■ Task description ■
The records are to be restated in their entirety, word for word.

■ Stored items ■
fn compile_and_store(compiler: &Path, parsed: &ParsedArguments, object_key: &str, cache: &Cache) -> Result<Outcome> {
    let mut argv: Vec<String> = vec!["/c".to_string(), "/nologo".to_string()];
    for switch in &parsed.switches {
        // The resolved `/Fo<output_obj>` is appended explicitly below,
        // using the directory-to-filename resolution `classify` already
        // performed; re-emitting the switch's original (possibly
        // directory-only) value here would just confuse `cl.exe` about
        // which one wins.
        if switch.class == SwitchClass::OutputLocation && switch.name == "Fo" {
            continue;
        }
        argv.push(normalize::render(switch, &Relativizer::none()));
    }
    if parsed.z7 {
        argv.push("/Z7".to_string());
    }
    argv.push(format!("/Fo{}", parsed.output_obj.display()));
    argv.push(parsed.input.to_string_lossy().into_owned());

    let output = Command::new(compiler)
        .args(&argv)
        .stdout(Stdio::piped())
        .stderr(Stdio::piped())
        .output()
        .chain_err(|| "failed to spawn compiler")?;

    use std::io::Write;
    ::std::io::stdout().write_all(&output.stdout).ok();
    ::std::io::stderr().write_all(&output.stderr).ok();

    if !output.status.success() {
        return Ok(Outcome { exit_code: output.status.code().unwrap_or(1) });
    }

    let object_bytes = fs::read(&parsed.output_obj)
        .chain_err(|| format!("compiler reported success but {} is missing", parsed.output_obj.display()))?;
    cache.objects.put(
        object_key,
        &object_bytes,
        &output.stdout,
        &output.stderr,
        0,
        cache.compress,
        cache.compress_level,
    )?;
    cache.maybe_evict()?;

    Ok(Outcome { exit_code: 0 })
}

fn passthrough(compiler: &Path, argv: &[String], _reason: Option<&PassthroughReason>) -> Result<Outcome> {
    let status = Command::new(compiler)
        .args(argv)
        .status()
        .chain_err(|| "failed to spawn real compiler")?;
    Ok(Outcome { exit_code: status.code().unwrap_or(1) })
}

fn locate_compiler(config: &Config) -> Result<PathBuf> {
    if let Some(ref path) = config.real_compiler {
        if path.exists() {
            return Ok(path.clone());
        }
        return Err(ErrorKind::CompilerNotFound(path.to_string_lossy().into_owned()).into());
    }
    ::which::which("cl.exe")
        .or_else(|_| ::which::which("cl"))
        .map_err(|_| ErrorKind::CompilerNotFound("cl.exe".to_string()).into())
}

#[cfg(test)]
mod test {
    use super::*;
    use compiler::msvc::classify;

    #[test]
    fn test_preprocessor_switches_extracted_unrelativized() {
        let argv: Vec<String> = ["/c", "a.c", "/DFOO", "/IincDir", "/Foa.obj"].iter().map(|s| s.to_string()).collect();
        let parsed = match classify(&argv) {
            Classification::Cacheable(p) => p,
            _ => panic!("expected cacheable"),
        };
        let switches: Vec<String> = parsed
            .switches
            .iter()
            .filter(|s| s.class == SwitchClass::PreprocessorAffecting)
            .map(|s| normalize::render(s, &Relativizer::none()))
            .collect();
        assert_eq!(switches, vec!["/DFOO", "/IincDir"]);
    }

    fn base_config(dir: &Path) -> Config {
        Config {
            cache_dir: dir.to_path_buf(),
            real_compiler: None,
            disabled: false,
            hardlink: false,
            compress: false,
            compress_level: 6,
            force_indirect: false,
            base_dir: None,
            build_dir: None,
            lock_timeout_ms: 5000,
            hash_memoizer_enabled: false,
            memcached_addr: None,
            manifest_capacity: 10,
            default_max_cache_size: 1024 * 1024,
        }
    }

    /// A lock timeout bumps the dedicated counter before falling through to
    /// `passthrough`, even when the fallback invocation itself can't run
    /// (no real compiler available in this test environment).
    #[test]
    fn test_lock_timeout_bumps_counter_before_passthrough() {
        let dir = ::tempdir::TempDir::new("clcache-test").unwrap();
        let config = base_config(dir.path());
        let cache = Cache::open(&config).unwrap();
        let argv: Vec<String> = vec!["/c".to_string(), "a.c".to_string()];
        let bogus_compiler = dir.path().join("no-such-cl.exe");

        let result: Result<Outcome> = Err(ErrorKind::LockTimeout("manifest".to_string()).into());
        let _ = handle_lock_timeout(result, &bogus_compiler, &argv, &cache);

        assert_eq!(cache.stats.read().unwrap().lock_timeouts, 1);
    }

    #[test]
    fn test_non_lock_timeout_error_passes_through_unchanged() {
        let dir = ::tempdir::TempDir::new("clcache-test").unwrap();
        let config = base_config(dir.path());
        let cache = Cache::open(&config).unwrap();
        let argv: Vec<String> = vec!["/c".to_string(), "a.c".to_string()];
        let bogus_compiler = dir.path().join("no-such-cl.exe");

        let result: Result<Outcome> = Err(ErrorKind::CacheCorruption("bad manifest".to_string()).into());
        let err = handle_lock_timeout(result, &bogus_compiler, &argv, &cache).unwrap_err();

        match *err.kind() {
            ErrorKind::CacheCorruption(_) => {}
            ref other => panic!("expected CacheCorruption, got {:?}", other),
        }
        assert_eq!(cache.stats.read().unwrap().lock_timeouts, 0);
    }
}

■ The answer ■
fn compile_and_store(compiler: &Path, parsed: &ParsedArguments, object_key: &str, cache: &Cache) -> Result<Outcome> {
    let mut argv: Vec<String> = vec!["/c".to_string(), "/nologo".to_string()];
    for switch in &parsed.switches {
        // The resolved `/Fo<output_obj>` is appended explicitly below,
        // using the directory-to-filename resolution `classify` already
        // performed; re-emitting the switch's original (possibly
        // directory-only) value here would just confuse `cl.exe` about
        // which one wins.
        if switch.class == SwitchClass::OutputLocation && switch.name == "Fo" {
            continue;
        }
        argv.push(normalize::render(switch, &Relativizer::none()));
    }
    if parsed.z7 {
        argv.push("/Z7".to_string());
    }
    argv.push(format!("/Fo{}", parsed.output_obj.display()));
    argv.push(parsed.input.to_string_lossy().into_owned());

    let output = Command::new(compiler)
        .args(&argv)
        .stdout(Stdio::piped())
        .stderr(Stdio::piped())
        .output()
        .chain_err(|| "failed to spawn compiler")?;

    use std::io::Write;
    ::std::io::stdout().write_all(&output.stdout).ok();
    ::std::io::stderr().write_all(&output.stderr).ok();

    if !output.status.success() {
        return Ok(Outcome { exit_code: output.status.code().unwrap_or(1) });
    }

    let object_bytes = fs::read(&parsed.output_obj)
        .chain_err(|| format!("compiler reported success but {} is missing", parsed.output_obj.display()))?;
    cache.objects.put(
        object_key,
        &object_bytes,
        &output.stdout,
        &output.stderr,
        0,
        cache.compress,
        cache.compress_level,
    )?;
    cache.maybe_evict()?;

    Ok(Outcome { exit_code: 0 })
}

fn passthrough(compiler: &Path, argv: &[String], _reason: Option<&PassthroughReason>) -> Result<Outcome> {
    let status = Command::new(compiler)
        .args(argv)
        .status()
        .chain_err(|| "failed to spawn real compiler")?;
    Ok(Outcome { exit_code: status.code().unwrap_or(1) })
}

fn locate_compiler(config: &Config) -> Result<PathBuf> {
    if let Some(ref path) = config.real_compiler {
        if path.exists() {
            return Ok(path.clone());
        }
        return Err(ErrorKind::CompilerNotFound(path.to_string_lossy().into_owned()).into());
    }
    ::which::which("cl.exe")
        .or_else(|_| ::which::which("cl"))
        .map_err(|_| ErrorKind::CompilerNotFound("cl.exe".to_string()).into())
}

#[cfg(test)]
mod test {
    use super::*;
    use compiler::msvc::classify;

    #[test]
    fn test_preprocessor_switches_extracted_unrelativized() {
        let argv: Vec<String> = ["/c", "a.c", "/DFOO", "/IincDir", "/Foa.obj"].iter().map(|s| s.to_string()).collect();
        let parsed = match classify(&argv) {
            Classification::Cacheable(p) => p,
            _ => panic!("expected cacheable"),
        };
        let switches: Vec<String> = parsed
            .switches
            .iter()
            .filter(|s| s.class == SwitchClass::PreprocessorAffecting)
            .map(|s| normalize::render(s, &Relativizer::none()))
            .collect();
        assert_eq!(switches, vec!["/DFOO", "/IincDir"]);
    }

    fn base_config(dir: &Path) -> Config {
        Config {
            cache_dir: dir.to_path_buf(),
            real_compiler: None,
            disabled: false,
            hardlink: false,
            compress: false,
            compress_level: 6,
            force_indirect: false,
            base_dir: None,
            build_dir: None,
            lock_timeout_ms: 5000,
            hash_memoizer_enabled: false,
            memcached_addr: None,
            manifest_capacity: 10,
            default_max_cache_size: 1024 * 1024,
        }
    }

    /// A lock timeout bumps the dedicated counter before falling through to
    /// `passthrough`, even when the fallback invocation itself can't run
    /// (no real compiler available in this test environment).
    #[test]
    fn test_lock_timeout_bumps_counter_before_passthrough() {
        let dir = ::tempdir::TempDir::new("clcache-test").unwrap();
        let config = base_config(dir.path());
        let cache = Cache::open(&config).unwrap();
        let argv: Vec<String> = vec!["/c".to_string(), "a.c".to_string()];
        let bogus_compiler = dir.path().join("no-such-cl.exe");

        let result: Result<Outcome> = Err(ErrorKind::LockTimeout("manifest".to_string()).into());
        let _ = handle_lock_timeout(result, &bogus_compiler, &argv, &cache);

        assert_eq!(cache.stats.read().unwrap().lock_timeouts, 1);
    }

    #[test]
    fn test_non_lock_timeout_error_passes_through_unchanged() {
        let dir = ::tempdir::TempDir::new("clcache-test").unwrap();
        let config = base_config(dir.path());
        let cache = Cache::open(&config).unwrap();
        let argv: Vec<String> = vec!["/c".to_string(), "a.c".to_string()];
        let bogus_compiler = dir.path().join("no-such-cl.exe");

        let result: Result<Outcome> = Err(ErrorKind::CacheCorruption("bad manifest".to_string()).into());
        let err = handle_lock_timeout(result, &bogus_compiler, &argv, &cache).unwrap_err();

        match *err.kind() {
            ErrorKind::CacheCorruption(_) => {}
            ref other => panic!("expected CacheCorruption, got {:?}", other),
        }
        assert_eq!(cache.stats.read().unwrap().lock_timeouts, 0);
    }
}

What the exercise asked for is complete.